Wednesday, August 19, 2009

Dead Dog in Saipan

Here's my latest experience with the poor boonie dog of Saipan.

Last week I came to work and smelled a faint unpleasant dead smell. I didn't look around and hurried to my office, intent on my trial calendar for the day.

That afternoon, I learned that the dead smell was coming from a dog, lying in the sun in the field outside my office, between the Joeten-Kiyu Public Library and the Civic Center. The hot sun beat down on the carcass of a dog with a collar. Looked like a German Shepherd/mix.

I thought-collar, someone will be missing their dog and come and get him.

Wrong.

The next day the stench was unbearable. It was now an office problem as people coming into our office couldn't help but smell the odor as they approached our door.

Two of my support staff went into action. They called the Saipan Mayor's office. A lady there put them on hold; and then came back and said call Sanitation. They called Sanitation and spoke to someone named Lia (phonetic). She put them on hold to check with her supervisor, and then came back and told us to call the Mayor's Office. My staff called the Mayor's Office again. The same woman explained they don't have "this program" anymore because there is no budget. She asked if we'd called Sanitation, and we said we did and had been referred back to the Mayor.

The two support staff took turns calling DPS. One was transferred to different departments and told they don't take care of this. Later the lunch hour dispatcher called back in response to a missed message from the other staff. The staff member was put on the line with Sgt Kiyoshi, who said DPS only entertains the matter if the dead dog is hampering traffic, and then they move the carcass to the side of the road.

We went around the loops a few more times over two days. I spoke with my neighbor office staff and encouraged them to call. But I finally gave up. The carcass was melting in the sun. Nature was taking its smelly course. The stench was sickening through the week, but the poor creature was less and less definable as a dead dog.
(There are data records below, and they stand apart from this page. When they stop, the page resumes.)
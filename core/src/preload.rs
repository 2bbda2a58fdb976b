use std::collections::HashMap;

use crate::resource::{ResourceDescriptor, ResourceId};

/// Ids submitted for background preloading, with the descriptor each one was
/// first submitted with. Entries are never removed.
#[derive(Debug, Default)]
pub struct PreloadRegistry {
    submitted: HashMap<ResourceId, usize>,
    instances: Vec<ResourceDescriptor>,
}

#[derive(Debug, Clone, Default, PartialEq, Eq)]
pub struct PreloadReport {
    /// Descriptors that got a new hidden instance during this call.
    pub started: Vec<ResourceDescriptor>,
    pub already_submitted: usize,
    /// Ids seen again with a different url. The first url stays in effect.
    pub url_conflicts: Vec<ResourceId>,
}

impl PreloadReport {
    pub fn is_noop(&self) -> bool {
        self.started.is_empty()
    }
}

impl PreloadRegistry {
    pub fn new() -> Self {
        Self::default()
    }

    /// Submits every descriptor whose id has not been seen before. Repeated
    /// ids, within one call or across calls, are skipped.
    pub fn ensure_preloaded(&mut self, descriptors: &[ResourceDescriptor]) -> PreloadReport {
        let mut report = PreloadReport::default();
        for descriptor in descriptors {
            if let Some(&index) = self.submitted.get(descriptor.id()) {
                report.already_submitted += 1;
                if self.instances[index].source_url() != descriptor.source_url()
                    && !report.url_conflicts.contains(descriptor.id())
                {
                    report.url_conflicts.push(descriptor.id().clone());
                }
                continue;
            }
            self.submitted
                .insert(descriptor.id().clone(), self.instances.len());
            self.instances.push(descriptor.clone());
            report.started.push(descriptor.clone());
        }
        report
    }

    pub fn is_submitted(&self, id: &ResourceId) -> bool {
        self.submitted.contains_key(id)
    }

    /// Hidden instances in submission order.
    pub fn instances(&self) -> &[ResourceDescriptor] {
        &self.instances
    }

    pub fn len(&self) -> usize {
        self.instances.len()
    }

    pub fn is_empty(&self) -> bool {
        self.instances.is_empty()
    }
}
By this week, Monday, Nature had finished its messy business. The carcass, what wasn't eaten, has completely sunk into the ground, destroyed, decayed, degraded back to nature. There is only a shadow on the ground now.

Dead dogs can be taken to the transfer station, which charges $35 to properly dispose of them.

But a dead dog on government property? No one (including me at my private, not-for-profit law office) takes responsibility.

This is a real shame.

5 comments:

The Beachcomber said...

I wonder what happened to HB16-188? If passed into law, it will mandate DPS to move the carcass away from the road and for the Mayor's Office to remove it.

Saipan Writer said...

No idea what happened after the House approved it.

But it would not likely solve this issue. The dog was not on a public road, but in a public field.

Angelo Villagomez said...

Who manages your property, cuts the grass, etc?

Saipan Writer said...

Public Works.

Angelo Villagomez said...

I would imagine that Public Works would have been responsible in this case then.